● Your instructions
The answer must be a single number: the count of lines below that contain the string "Duration".

:::

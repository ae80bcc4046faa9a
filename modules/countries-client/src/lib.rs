pub mod error;
pub mod types;

pub use error::{CountriesError, Result};
pub use types::{parse_catalog, parse_gdp, CountryName, Flags, GdpCountryRef, GdpRow, RawCountry};

use std::collections::HashMap;
use std::time::Duration;

/// Read-only client for the two country data sources.
pub struct CountriesClient {
    client: reqwest::Client,
    countries_url: String,
    gdp_url: String,
}

impl CountriesClient {
    pub fn new(countries_url: &str, gdp_url: &str, timeout: Duration) -> Result<Self> {
        let client = reqwest::Client::builder().timeout(timeout).build()?;

        Ok(Self {
            client,
            countries_url: countries_url.to_string(),
            gdp_url: gdp_url.to_string(),
        })
    }

    /// Fetch the raw country catalog.
    pub async fn fetch_catalog(&self) -> Result<Vec<RawCountry>> {
        tracing::info!(url = %self.countries_url, "Fetching country catalog");
        let body = self.get_text(&self.countries_url).await?;
        let catalog = parse_catalog(&body)?;
        tracing::info!(count = catalog.len(), "Fetched country catalog");
        Ok(catalog)
    }

    /// Fetch GDP values keyed by country code.
    pub async fn fetch_gdp(&self) -> Result<HashMap<String, f64>> {
        tracing::info!(url = %self.gdp_url, "Fetching GDP indicator");
        let body = self.get_text(&self.gdp_url).await?;
        let gdp = parse_gdp(&body)?;
        tracing::info!(count = gdp.len(), "Fetched GDP indicator");
        Ok(gdp)
    }

    async fn get_text(&self, url: &str) -> Result<String> {
        let resp = self.client.get(url).send().await?;

        let status = resp.status();
        if !status.is_success() {
            let body = resp.text().await.unwrap_or_default();
            return Err(CountriesError::Api {
                status: status.as_u16(),
                message: body,
            });
        }

        Ok(resp.text().await?)
    }
}
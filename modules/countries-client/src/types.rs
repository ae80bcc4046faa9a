use std::collections::HashMap;

use serde::Deserialize;

use crate::error::{CountriesError, Result};

// --- REST Countries catalog ---

/// A single catalog entry as returned by `restcountries.com/v3.1/all`.
/// Every field is optional; validation happens in the data provider.
#[derive(Debug, Clone, Default, Deserialize)]
pub struct RawCountry {
    pub name: Option<CountryName>,
    pub population: Option<u64>,
    pub area: Option<f64>,
    pub flags: Option<Flags>,
    pub cca2: Option<String>,
    pub cca3: Option<String>,
}

#[derive(Debug, Clone, Default, Deserialize)]
pub struct CountryName {
    pub common: Option<String>,
    pub official: Option<String>,
}

#[derive(Debug, Clone, Default, Deserialize)]
pub struct Flags {
    pub png: Option<String>,
    pub svg: Option<String>,
    pub alt: Option<String>,
}

impl RawCountry {
    /// Trimmed common name, if present and non-empty.
    pub fn common_name(&self) -> Option<&str> {
        self.name
            .as_ref()
            .and_then(|n| n.common.as_deref())
            .map(str::trim)
            .filter(|n| !n.is_empty())
    }

    /// PNG flag URL, SVG fallback.
    pub fn flag_url(&self) -> Option<&str> {
        let flags = self.flags.as_ref()?;
        flags
            .png
            .as_deref()
            .filter(|u| !u.is_empty())
            .or_else(|| flags.svg.as_deref().filter(|u| !u.is_empty()))
    }

    /// Alpha-3 code, alpha-2 fallback, empty string when neither is present.
    pub fn code(&self) -> &str {
        self.cca3
            .as_deref()
            .filter(|c| !c.is_empty())
            .or_else(|| self.cca2.as_deref().filter(|c| !c.is_empty()))
            .unwrap_or("")
    }
}

/// Parse the catalog body. Anything other than a JSON array is an error.
pub fn parse_catalog(body: &str) -> Result<Vec<RawCountry>> {
    let value: serde_json::Value = serde_json::from_str(body)?;
    if !value.is_array() {
        return Err(CountriesError::Shape(
            "country catalog is not a JSON array".to_string(),
        ));
    }
    Ok(serde_json::from_value(value)?)
}

// --- World Bank GDP indicator ---

/// One row of the `NY.GDP.MKTP.CD` indicator response.
#[derive(Debug, Clone, Deserialize)]
pub struct GdpRow {
    pub country: Option<GdpCountryRef>,
    pub countryiso3code: Option<String>,
    pub date: Option<String>,
    pub value: Option<f64>,
}

#[derive(Debug, Clone, Deserialize)]
pub struct GdpCountryRef {
    pub id: String,
    pub value: Option<String>,
}

/// Parse a World Bank body (`[meta, rows]`) into code → GDP.
///
/// Each row is keyed by both its ISO3 code and the inner `country.id`, so the
/// mapping joins against either alpha-3 or alpha-2 catalog codes. Rows with a
/// null value are skipped.
pub fn parse_gdp(body: &str) -> Result<HashMap<String, f64>> {
    let value: serde_json::Value = serde_json::from_str(body)?;
    let rows = value
        .get(1)
        .and_then(serde_json::Value::as_array)
        .ok_or_else(|| {
            CountriesError::Shape("GDP response is missing its data array".to_string())
        })?;

    let mut gdp = HashMap::with_capacity(rows.len() * 2);
    for row in rows {
        let row: GdpRow = match serde_json::from_value(row.clone()) {
            Ok(row) => row,
            Err(e) => {
                tracing::debug!(error = %e, "Skipping unreadable GDP row");
                continue;
            }
        };
        let Some(amount) = row.value else { continue };

        if let Some(iso3) = row.countryiso3code.filter(|c| !c.is_empty()) {
            gdp.insert(iso3, amount);
        }
        if let Some(country) = row.country.filter(|c| !c.id.is_empty()) {
            gdp.entry(country.id).or_insert(amount);
        }
    }
    Ok(gdp)
}

#[cfg(test)]
mod tests {
    use super::*;

    #[test]
    fn catalog_entry_accessors() {
        let body = r#"[
            {"name": {"common": " Chile ", "official": "Republic of Chile"},
             "population": 19116209, "area": 756102.0,
             "flags": {"png": "", "svg": "https://flagcdn.com/cl.svg"},
             "cca2": "CL", "cca3": "CHL"},
            {"name": {"common": ""}, "population": 10, "flags": {}, "cca2": "XX"}
        ]"#;
        let catalog = parse_catalog(body).unwrap();
        assert_eq!(catalog.len(), 2);

        assert_eq!(catalog[0].common_name(), Some("Chile"));
        assert_eq!(catalog[0].flag_url(), Some("https://flagcdn.com/cl.svg"));
        assert_eq!(catalog[0].code(), "CHL");

        assert_eq!(catalog[1].common_name(), None);
        assert_eq!(catalog[1].flag_url(), None);
        assert_eq!(catalog[1].code(), "XX");
        assert_eq!(catalog[1].area, None);
    }

    #[test]
    fn catalog_must_be_an_array() {
        let err = parse_catalog(r#"{"status": 404, "message": "Not Found"}"#).unwrap_err();
        assert!(matches!(err, CountriesError::Shape(_)));

        let err = parse_catalog("<html>").unwrap_err();
        assert!(matches!(err, CountriesError::Parse(_)));
    }

    #[test]
    fn gdp_rows_keyed_by_both_codes() {
        let body = r#"[
            {"page": 1, "pages": 1, "per_page": 300, "total": 3},
            [
                {"country": {"id": "CL", "value": "Chile"}, "countryiso3code": "CHL",
                 "date": "2022", "value": 301025000000.0},
                {"country": {"id": "ER", "value": "Eritrea"}, "countryiso3code": "ERI",
                 "date": "2022", "value": null},
                {"country": {"id": "1W", "value": "World"}, "countryiso3code": "",
                 "date": "2022", "value": 100.5}
            ]
        ]"#;
        let gdp = parse_gdp(body).unwrap();
        assert_eq!(gdp.get("CHL"), Some(&301_025_000_000.0));
        assert_eq!(gdp.get("CL"), Some(&301_025_000_000.0));
        assert!(!gdp.contains_key("ERI"));
        assert!(!gdp.contains_key("ER"));
        assert_eq!(gdp.get("1W"), Some(&100.5));
        assert!(!gdp.contains_key(""));
    }

    #[test]
    fn gdp_error_body_is_malformed() {
        let body = r#"[{"message": [{"id": "120", "key": "Invalid value"}]}]"#;
        let err = parse_gdp(body).unwrap_err();
        assert!(matches!(err, CountriesError::Shape(_)));
    }
}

:::

● Exercise response
2